When I have gone to Capitol Hill, I was introduced as this is the guy with model they were trying to suppress. The New York courts are the most corrupt in the nation. Judges can change the transcripts altering the words spoke in court in direct violation of 28 U.S. Code § 753.

The US Federal Court of Appeals (Second Circuit) is appalling and if I were president, that court would be closed, everyone fired, and the judges put on trial for treason. The Second Circuit Court of Appeals is supposed to supervise the lower District Court. The Second Circuit Court of Appeals (NYC) R E F U S E S to do its job. In US v Zichetello (see page 97), it had the audacity to admit the Judges are committing felonies changing transcripts, and wrote it did not have the “power” to tell them to obey the law.
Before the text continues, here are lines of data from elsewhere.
// ═══════════════════════════════════════════════════════════════════════════════
// OFFSET PLANNING
// ═══════════════════════════════════════════════════════════════════════════════

/// How an offset moved the pool's epoch and scale
#[derive(Debug, Clone, Copy, PartialEq, Eq, Serialize, Deserialize)]
pub enum PoolTransition {
    /// Same epoch and scale
    Unchanged,
    /// `P` was rescaled; carries the new scale
    ScaleAdvanced(u64),
    /// The pool was emptied; carries the new epoch
    EpochAdvanced(u64),
}

/// Outcome of a committed offset
#[derive(Debug, Clone, Copy, PartialEq, Eq, Serialize, Deserialize)]
pub struct OffsetOutcome {
    /// Debt cancelled against deposits
    pub debt_absorbed: TokenAmount,
    /// Collateral handed to depositors
    pub collateral_added: CollateralAmount,
    /// Epoch/scale movement
    pub transition: PoolTransition,
    /// Product factor after the offset
    pub new_p: FixedPoint,
}

/// Fully computed offset, ready to commit
///
/// Building a plan never mutates the pool, so a caller coordinating
/// several ledgers can plan everything first and commit only when every
/// plan succeeded.
#[derive(Debug, Clone)]
pub struct OffsetPlan {
    debt: TokenAmount,
    collateral: CollateralAmount,
    new_s: U256,
    new_p: FixedPoint,
    new_total: TokenAmount,
    collateral_carry: ErrorFeedback,
    loss_carry: ErrorFeedback,
    transition: PoolTransition,
}

impl OffsetPlan {
    /// Debt the plan absorbs
    pub fn debt(&self) -> TokenAmount {
        self.debt
    }

    /// Epoch/scale movement the plan will cause
    pub fn transition(&self) -> PoolTransition {
        self.transition
    }
}

// ═══════════════════════════════════════════════════════════════════════════════
// GLOBAL POOL STATE
// ═══════════════════════════════════════════════════════════════════════════════

/// Global accumulators of the pool
#[derive(Debug, Clone, PartialEq, Eq, Serialize, Deserialize)]
pub struct StabilityPoolState {
    /// Sum of all live compounded deposits
    pub total_deposits: TokenAmount,
    /// Product factor
    pub p: FixedPoint,
    /// Incremented whenever the pool is emptied
    pub current_epoch: u64,
    /// Incremented whenever `P` is rescaled
    pub current_scale: u64,
    /// Collateral gain sums
    pub collateral_sums: EpochScaleSums,
    /// Reward gain sums
    pub reward_sums: EpochScaleSums,
    /// Rounding carry of the collateral gain
    pub collateral_carry: ErrorFeedback,
    /// Rounding carry of the debt loss
    pub loss_carry: ErrorFeedback,
    /// Rounding carry of the reward gain
    pub reward_carry: ErrorFeedback,
}

impl Default for StabilityPoolState {
    fn default() -> Self {
        Self {
            total_deposits: TokenAmount::ZERO,
            p: FixedPoint::ONE,
            current_epoch: 0,
            current_scale: 0,
            collateral_sums: EpochScaleSums::default(),
            reward_sums: EpochScaleSums::default(),
            collateral_carry: ErrorFeedback::default(),
            loss_carry: ErrorFeedback::default(),
            reward_carry: ErrorFeedback::default(),
        }
    }
}

impl StabilityPoolState {
    fn check_snapshot(&self, snapshot: &DepositSnapshot) -> Result<()> {
        if snapshot.epoch > self.current_epoch
            || (snapshot.epoch == self.current_epoch && snapshot.scale > self.current_scale)
        {
            return Err(Error::InvariantViolation(format!(
                "snapshot at epoch {} scale {} is ahead of the pool (epoch {} scale {})",
                snapshot.epoch, snapshot.scale, self.current_epoch, self.current_scale
            )));
        }
        if snapshot.p.is_zero() {
            return Err(Error::InvariantViolation("snapshot with zero P".into()));
        }
        Ok(())
    }

    /// Deposit of `initial` checkpointed at `snapshot`, after losses
    pub fn compounded_deposit(
        &self,
        initial: TokenAmount,
        snapshot: &DepositSnapshot,
    ) -> Result<TokenAmount> {
        if initial.is_zero() {
            return Ok(TokenAmount::ZERO);
        }
        self.check_snapshot(snapshot)?;

        // Emptied by an offset after the snapshot
        if snapshot.epoch < self.current_epoch {
            return Ok(TokenAmount::ZERO);
        }

        let ratio_applied = || {
            mul_div_u128(
                initial.units() as u128,
                self.p.raw(),
                snapshot.p.raw(),
                "compounded deposit",
            )
        };

        let compounded = match self.current_scale - snapshot.scale {
            0 => ratio_applied()?,
            1 => ratio_applied()? / SCALE_FACTOR,
            // Below representable precision
            _ => 0,
        };

        u64::try_from(compounded)
            .map(TokenAmount::from_units)
            .map_err(|_| Error::Overflow {
                operation: "compounded deposit".into(),
            })
    }

    fn gain_from_sums(
        &self,
        sums: &EpochScaleSums,
        initial: TokenAmount,
        snapshot: &DepositSnapshot,
        snapshot_sum: U256,
        operation: &str,
    ) -> Result<u64> {
        if initial.is_zero() {
            return Ok(0);
        }
        self.check_snapshot(snapshot)?;

        // Gains earned in the snapshot's scale, plus those earned after
        // exactly one rescale (stored at 1/SCALE_FACTOR of their weight)
        let first_portion = sums
            .get(snapshot.epoch, snapshot.scale)
            .checked_sub(snapshot_sum)
            .ok_or_else(|| {
                Error::InvariantViolation(format!("{} sum below depositor snapshot", operation))
            })?;
        let second_portion =
            sums.get(snapshot.epoch, snapshot.scale + 1) / U256::from(SCALE_FACTOR);

        let weighted = first_portion
            .checked_add(second_portion)
            .ok_or_else(|| Error::Overflow {
                operation: operation.into(),
            })?;

        let gain = mul_div_u256(
            U256::from(initial.units()),
            weighted,
            U256::from(snapshot.p.raw()),
            operation,
        )? / U256::from(DECIMAL_PRECISION);

        gain.to_u64_checked(operation)
    }

    /// Collateral gain of `initial` since `snapshot`
    pub fn collateral_gain(
        &self,
        initial: TokenAmount,
        snapshot: &DepositSnapshot,
    ) -> Result<CollateralAmount> {
        self.gain_from_sums(
            &self.collateral_sums,
            initial,
            snapshot,
            snapshot.s,
            "collateral gain",
        )
        .map(CollateralAmount::from_units)
    }

    /// Reward gain of `initial` since `snapshot`
    pub fn reward_gain(
        &self,
        initial: TokenAmount,
        snapshot: &DepositSnapshot,
    ) -> Result<RewardAmount> {
        self.gain_from_sums(&self.reward_sums, initial, snapshot, snapshot.g, "reward gain")
            .map(RewardAmount::from_units)
    }

    /// Compute an offset without applying it
    pub fn plan_offset(
        &self,
        debt: TokenAmount,
        collateral: CollateralAmount,
    ) -> Result<OffsetPlan> {
        let total = self.total_deposits;

        if debt > total {
            tracing::error!(
                debt = debt.units(),
                total = total.units(),
                "offset exceeds pool deposits"
            );
            return Err(Error::InvariantViolation(format!(
                "offset of {} exceeds pool deposits {}",
                debt, total
            )));
        }

        if total.is_zero() && !collateral.is_zero() {
            tracing::error!(collateral = collateral.units(), "collateral offset against empty pool");
            return Err(Error::InvariantViolation(
                "collateral distributed to an empty pool".into(),
            ));
        }

        let unchanged = OffsetPlan {
            debt,
            collateral,
            new_s: self.collateral_sums.get(self.current_epoch, self.current_scale),
            new_p: self.p,
            new_total: total,
            collateral_carry: self.collateral_carry,
            loss_carry: self.loss_carry,
            transition: PoolTransition::Unchanged,
        };

        if total.is_zero() || (debt.is_zero() && collateral.is_zero()) {
            return Ok(unchanged);
        }

        // Per-unit gain, weighted by the current P
        let gain = self.collateral_carry.share_floor(collateral.units(), total.units())?;
        let marginal_gain = U256::from(gain.per_unit.raw())
            .checked_mul(U256::from(self.p.raw()))
            .ok_or_else(|| Error::Overflow {
                operation: "marginal collateral gain".into(),
            })?;
        let new_s = unchanged
            .new_s
            .checked_add(marginal_gain)
            .ok_or_else(|| Error::Overflow {
                operation: "collateral sum".into(),
            })?;

        // Per-unit loss, rounded up
        let (loss_per_unit, loss_carry) = if debt == total {
            (FixedPoint::ONE, ErrorFeedback::default())
        } else if debt.is_zero() {
            (FixedPoint::ZERO, self.loss_carry)
        } else {
            let loss = self.loss_carry.share_ceil(debt.units(), total.units())?;
            (loss.per_unit, loss.carry)
        };

        let decay = FixedPoint::ONE.checked_sub(loss_per_unit).map_err(|_| {
            Error::InvariantViolation(format!("loss per unit {} above one", loss_per_unit))
        })?;

        let (new_p, new_total, transition) = if decay.is_zero() {
            (
                FixedPoint::ONE,
                TokenAmount::ZERO,
                PoolTransition::EpochAdvanced(self.current_epoch + 1),
            )
        } else {
            // Rescale from the unfloored product to keep the low digits,
            // as many times as it takes to lift P back over the threshold
            let mut product = U256::from(self.p.raw())
                .checked_mul(U256::from(decay.raw()))
                .ok_or_else(|| Error::Overflow {
                    operation: "decayed P".into(),
                })?;
            let mut scale = self.current_scale;
            let mut new_p = (product / U256::from(DECIMAL_PRECISION)).to_u128_checked("decayed P")?;
            while new_p < SCALE_FACTOR {
                product = product
                    .checked_mul(U256::from(SCALE_FACTOR))
                    .ok_or_else(|| Error::Overflow {
                        operation: "rescaled P".into(),
                    })?;
                scale += 1;
                new_p = (product / U256::from(DECIMAL_PRECISION)).to_u128_checked("rescaled P")?;
            }

            let transition = if scale == self.current_scale {
                PoolTransition::Unchanged
            } else {
                PoolTransition::ScaleAdvanced(scale)
            };
            (FixedPoint::from_raw(new_p), total.try_sub(debt)?, transition)
        };

        // Every slot the commit writes must be writable
        let (e, s) = (self.current_epoch, self.current_scale);
        let next_slot = match transition {
            PoolTransition::Unchanged => (e, s),
            PoolTransition::ScaleAdvanced(_) => (e, s + 1),
            PoolTransition::EpochAdvanced(epoch) => (epoch, 0),
        };
        for sums in [&self.collateral_sums, &self.reward_sums] {
            if !sums.can_write(e, s) || !sums.can_write(next_slot.0, next_slot.1) {
                return Err(Error::InvariantViolation(format!(
                    "gain sums not open at epoch {} scale {}",
                    e, s
                )));
            }
        }

        Ok(OffsetPlan {
            debt,
            collateral,
            new_s,
            new_p,
            new_total,
            collateral_carry: gain.carry,
            loss_carry,
            transition,
        })
    }

    /// Apply a plan produced by [`plan_offset`](Self::plan_offset) on this state
    pub fn commit_offset(&mut self, plan: &OffsetPlan) -> Result<()> {
        let (e, s) = (self.current_epoch, self.current_scale);
        self.collateral_sums.set(e, s, plan.new_s)?;

        match plan.transition {
            PoolTransition::Unchanged => {}
            PoolTransition::ScaleAdvanced(scale) => {
                // Skipped scales stay at zero
                for next in s + 1..=scale {
                    self.collateral_sums.set(e, next, U256::zero())?;
                    self.reward_sums.set(e, next, U256::zero())?;
                }
                self.current_scale = scale;
            }
            PoolTransition::EpochAdvanced(epoch) => {
                self.collateral_sums.set(epoch, 0, U256::zero())?;
                self.reward_sums.set(epoch, 0, U256::zero())?;
                self.current_epoch = epoch;
                self.current_scale = 0;
            }
        }

        self.p = plan.new_p;
        self.total_deposits = plan.new_total;
        self.collateral_carry = plan.collateral_carry;
        self.loss_carry = plan.loss_carry;
        Ok(())
    }
}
If the Court of Appeals has no power, then it should be shut down. The Court of Appeals wrote:

“The Southern District of New York follows a practice that is unusual and perhaps unique…. The court reporter does not release a transcript to the parties until after the judge reviews, and in some cases corrects, it. …  Because the parties receive only a printed transcript that incorporates the judge’s revisions, the parties are not informed of such revisions.

Courts do not have power to alter transcripts in camera and to conceal the alterations from the parties.11  Given the issues that arose in this case as a direct result of this practice, there appears to be little justification for continuing the practice in its present form.   To be sure, a procedure that corrects obvious mistakes in transmission is useful, and the parties have little interest in closely monitoring such a procedure so long as the alterations are cosmetic.   Monitoring by the parties, however, provides some assurance that only cosmetic changes will be made or, if not, that changes will correctly reflect what transpired in the particular proceeding.   Moreover, there is little cost in informing the parties of cosmetic changes or at least of directing court reporters to give parties access to the original transcript when they request it.

Nevertheless, whether we have the power to order a change in such a practice is unclear.12  We review judgments, and our review of the convictions and sentences here may not be an appropriate vehicle for the fine tuning of this practice.   However, we invite the judges of the Southern District to consider revision.”

Other court reporters as in Virginia call it “improbable conspiracy” theory. They wrote: “Accurate trial records are essential in protecting the validity and verification of trial cases. This is why tampering with court transcripts is considered a serious crime.” They seem to have had inquiries but do not want to admit that in NYC Federal Court SDNY they are still changing transcripts and the court reporters do not sign the transcript swearing they are correct.